About 10 years ago, I had one herd that was highly vaccinated. They decided to wait and vaccinate their calves post-weaning. In the mean time they had a bad outbreak of pneumonia and coccidiosis while weaning the calves. Since then they have never let the calves go without vaccines prior to weaning, including boosters. Granted they did not have a bad death loss, but the antibiotic treatment and time through the chute cost immensely.
With a cow herd that is highly vaccinated, the cow will pass on high quality colostrum with immunity to her calf. This will set the calf on the right start for the beginning of its life. This also means giving blackleg to your cows. About 80 percent of the calf scours I see is caused by a gut form blackleg. The actual causative agent is the last words on the blackleg bottle of vaccine, (Clostridium Perfringens Type C & D).

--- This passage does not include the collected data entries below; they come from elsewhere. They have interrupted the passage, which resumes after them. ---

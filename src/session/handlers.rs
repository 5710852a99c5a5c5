//! Adapter event handlers
//!
//! Each handler is a short synchronous mutation of [`SessionCore`], run by
//! the reader task in the order events arrive.

use super::output::OutputCategory;
use super::SessionCore;
use crate::dap::events::{EventDispatcher, Flow};
use crate::dap::Event;

/// Subscribe the session's handlers to a dispatcher
pub fn install(dispatcher: &mut EventDispatcher<SessionCore>) {
    dispatcher.subscribe("initialized", |core, _| {
        core.session.set_adapter_ready();
        tracing::debug!("Adapter ready for configuration");
        Flow::Continue
    });

    dispatcher.subscribe("stopped", |core, event| {
        match event {
            Event::Stopped(body) => {
                core.session.on_stopped(body);
            }
            other => tracing::warn!(?other, "Malformed stopped event"),
        }
        Flow::Continue
    });

    dispatcher.subscribe("continued", |core, _| {
        core.session.on_continued();
        Flow::Continue
    });

    dispatcher.subscribe("process", |core, _| {
        core.session.on_process_started();
        Flow::Continue
    });

    dispatcher.subscribe("breakpoint", |core, event| {
        if let Event::Breakpoint(body) = event {
            core.breakpoints.apply_event(&body.reason, &body.breakpoint);
        }
        Flow::Continue
    });

    dispatcher.subscribe("output", |core, event| {
        if let Event::Output(body) = event {
            let category = OutputCategory::parse(body.category.as_deref());
            core.output.push(category, &body.output);
        }
        Flow::Continue
    });

    dispatcher.subscribe("exited", |core, event| {
        let exit_code = match event {
            Event::Exited { exit_code } => *exit_code,
            _ => None,
        };
        core.session.set_exit_code(exit_code);
        let reason = match exit_code {
            Some(code) => format!("program exited with code {}", code),
            None => "program exited".to_string(),
        };
        core.terminate(&reason);
        Flow::UnsubscribeAll
    });

    dispatcher.subscribe("terminated", |core, _| {
        core.terminate("debug adapter ended the session");
        Flow::UnsubscribeAll
    });
}

#[cfg(test)]
mod tests {
    use super::*;
    use crate::common::config::OutputConfig;
    use crate::common::Error;
    use crate::dap::{EventMessage, OutputEventBody, StoppedEventBody};
    use crate::session::SessionState;
    use serde_json::json;

    fn setup() -> (EventDispatcher<SessionCore>, SessionCore) {
        let mut dispatcher = EventDispatcher::new();
        install(&mut dispatcher);
        let mut core = SessionCore::new(&OutputConfig::default());
        core.session
            .mark_initialized(Default::default())
            .unwrap();
        (dispatcher, core)
    }

    fn parse(event: &str, body: serde_json::Value) -> Event {
        Event::from_message(&EventMessage {
            seq: 1,
            event: event.to_string(),
            body: Some(body),
        })
    }

    #[test]
    fn test_stop_and_continue() {
        let (mut d, mut core) = setup();
        d.dispatch(&mut core, &Event::Initialized);
        core.session.mark_launched().unwrap();

        d.dispatch(&mut core, &parse("process", json!({"name": "demo.py"})));
        assert_eq!(core.session.state(), SessionState::Running);

        d.dispatch(
            &mut core,
            &Event::Stopped(StoppedEventBody {
                reason: "breakpoint".into(),
                description: None,
                thread_id: Some(1),
                all_threads_stopped: true,
                hit_breakpoint_ids: vec![],
                text: None,
            }),
        );
        assert_eq!(core.session.state(), SessionState::Paused);
        assert_eq!(core.session.current_thread_id(), Some(1));

        d.dispatch(&mut core, &parse("continued", json!({"threadId": 1})));
        assert_eq!(core.session.state(), SessionState::Running);
    }

    #[test]
    fn test_output_is_logged() {
        let (mut d, mut core) = setup();
        d.dispatch(
            &mut core,
            &Event::Output(OutputEventBody {
                category: Some("stdout".into()),
                output: "5\n".into(),
            }),
        );
        let records = core.output.records(None);
        assert_eq!(records.len(), 1);
        assert_eq!(records[0].category, OutputCategory::Stdout);
    }

    #[tokio::test]
    async fn test_terminated_fails_pending_and_unsubscribes() {
        let (mut d, mut core) = setup();
        let waiters: Vec<_> = (0..3).map(|_| core.pending.register("evaluate").1).collect();

        d.dispatch(&mut core, &Event::Terminated);
        assert_eq!(core.session.state(), SessionState::Terminated);
        assert!(core.pending.is_empty());
        assert!(d.is_empty());

        for rx in waiters {
            assert!(matches!(rx.await.unwrap(), Err(Error::SessionTerminated(_))));
        }
    }

    #[test]
    fn test_exited_records_exit_code() {
        let (mut d, mut core) = setup();
        d.dispatch(&mut core, &parse("exited", json!({"exitCode": 2})));
        assert_eq!(core.session.exit_code(), Some(2));
        assert_eq!(core.session.state(), SessionState::Terminated);
        assert!(core.session.terminated_reason().unwrap_or("").contains("code 2"));
    }
}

This agent can hit a calf and kill it within 12 hours or less. I have also seen it cause scours and slowly take a calf down with scours. At first signs of this disease the calf may have a slight belly ache or colic. Then it will get very weak and unthrifty. This is from the toxemia of the bacteria. If we do not block this toxemia the calf will die. Luckily, there is an antitoxin to this disease and with proper treatment these calves normally will pop back within one to three days and be back on the right track.
As far as the respiratory side of calf diseases we need to protect them from the viral side. This is IBR, BVD, PI3 and BRSV. Normally, if we can keep the viruses out of the calves at this young age, we keep the pneumonia out of them. The best way to do this is to vaccinate your cows. Then the immunity is passed on to the calf through the colostrum. This immunity will last anywhere from two to five months of the calf’s life.
These are the reasons I recommend vaccinating all cattle with a 7-way blackleg, IBR, BVD, PI3 and BRSV. Now, the next antigen to add in is Lepto, but that is another whole article.
Dr. Tim O’Neill owns Country Veterinary Clinic in Farmington, Ark.